I guess this is the best place for this post. Idk.

Was looking through some pics and came across this. I wasn't plowing then although I remember our plow guy bringing in a back hoe a few days later. I remember us having about 30" here. Any pics or stories would be interesting. I don't remember how quickly the snow fell but regardless it must have been a he!! of a storm to plow.
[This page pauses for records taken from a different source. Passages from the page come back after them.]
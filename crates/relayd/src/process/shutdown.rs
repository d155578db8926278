use std::io;

use signal_hook::consts::signal::{SIGHUP, SIGINT, SIGQUIT, SIGTERM};
use signal_hook::iterator::Signals;
use thiserror::Error;
use tracing::info;

use super::PROCESS_TARGET;

/// Abstraction over shutdown notification mechanisms.
pub trait ShutdownSignal: Send + Sync {
    /// Blocks until shutdown should proceed.
    fn wait(&self) -> Result<(), ShutdownError>;
}

/// Errors reported by shutdown signal listeners.
#[derive(Debug, Error)]
pub enum ShutdownError {
    /// Installing signal handlers failed.
    #[error("failed to install signal handlers: {source}")]
    Install {
        /// Underlying IO error.
        #[source]
        source: io::Error,
    },
}

/// Shutdown listener that waits for termination signals.
#[derive(Debug, Default, Clone, Copy)]
pub struct SystemShutdownSignal;

impl SystemShutdownSignal {
    /// Builds a signal listener.
    #[must_use]
    pub fn new() -> Self {
        Self
    }
}

impl ShutdownSignal for SystemShutdownSignal {
    fn wait(&self) -> Result<(), ShutdownError> {
        let mut signals = Signals::new([SIGTERM, SIGINT, SIGQUIT, SIGHUP])
            .map_err(|source| ShutdownError::Install { source })?;
        if let Some(signal) = signals.forever().next() {
            info!(
                target: PROCESS_TARGET,
                signal,
                "shutdown signal received"
            );
        }
        Ok(())
    }
}
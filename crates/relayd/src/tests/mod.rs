//! Test suites for the command server.

mod process_behaviour;
mod support;
mod unit;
For reference, the red arrow points to a bug reflector on a '92 2WD Ford Ranger


http://img23.imageshack.us/my.php?image=blizzardof96rangerref.jpg


----------



## linycctitan (Aug 13, 2007)

Ahhh, memories!!! Yep, remember that one!! Had 7 trucks working, could have used another 10 trucks, snowed fast & steady!! Way too many hours put in on that one! That was a wild storm, and a great winter. We were out 2-3 times a week that winter. Hopefully another one of those years will come again! Wish I had pics, but things weren't as "high-tech", might have some old 35mm prints of the aftermath around somewhere though.


----------



## linckeil (Sep 18, 2007)

i was 16 and it was my first year plowing. i had a few accounts and an old willys cj5. i had chains on all 4 tires for that storm. one of my customers took a picture of me in the driveway and framed it and mailed it to me with payment. i still have it. the snow was curling so high over the blade you could only see the top of the windshield. 
that spring my grandma found a shirt somewhere that read "i survived the blizzard of '96". unfortunetly the shirt is now long gone.....


----------



## BigDave12768 (Nov 17, 2006)

Blizard of 96? April Fools Day Storm!!!! Now that was a storm. Went to bed they said Flurries at best. Woke up to over a foot on ground. Look at that thing its still drawing moisture out of Cuba!!!!


----------



## BigDave12768 (Nov 17, 2006)

Here is a link to some photo's

http://www.weatherbook.com/blizzard1996.html

*This is me. I am over 6ft tall I was shoveling my way to my truck*


----------



## Rock Boat (Feb 12, 2009)

i remember that storm i was in the bahamas at the time i missed the biggest storm but still made money with my mother aunt and uncle plowing for me and when i got back finished things up but lost a few contracts from not being here i have some pic but i have to find them when i do i'll post them we had 30 + inches here in philadelphia


----------



## dgc (Nov 17, 2008)

we were snowed in for a week a high lift had to come get us out the same way in 93


----------



## samjr (Mar 18, 2008)

*Ya we had a good 1 here in 04*

http://www.plowsite.com/showthread.php?t=63516


----------



## fireball (Jan 9, 2000)

And I remember walking to school in my barefeet, it was uphill both ways. 

What you forget about that storm Flakes was that the temperature shot up to the eighties two days later in PA and everything turned to floods.

Or am I remembering another storm


----------



## jomofo (Apr 26, 2008)

that was a great storm... we got 3.5' in central PA... Shut down everything for 2 days. The best was when the mayor of Harrisburg had the great idea to push all the snow onto the frozen Susquehana river.. One week the temp went from 20 to 50, we got a ton of rain, and Harrisburg was flooded up through 2nd St. What a bonehead....


----------



## sunriseturf (Nov 2, 2005)

I was a boy before that storm(blizzard of '96).....after 10 days of work with next to no sleep I became a man......I will NEVER forget that experience......


----------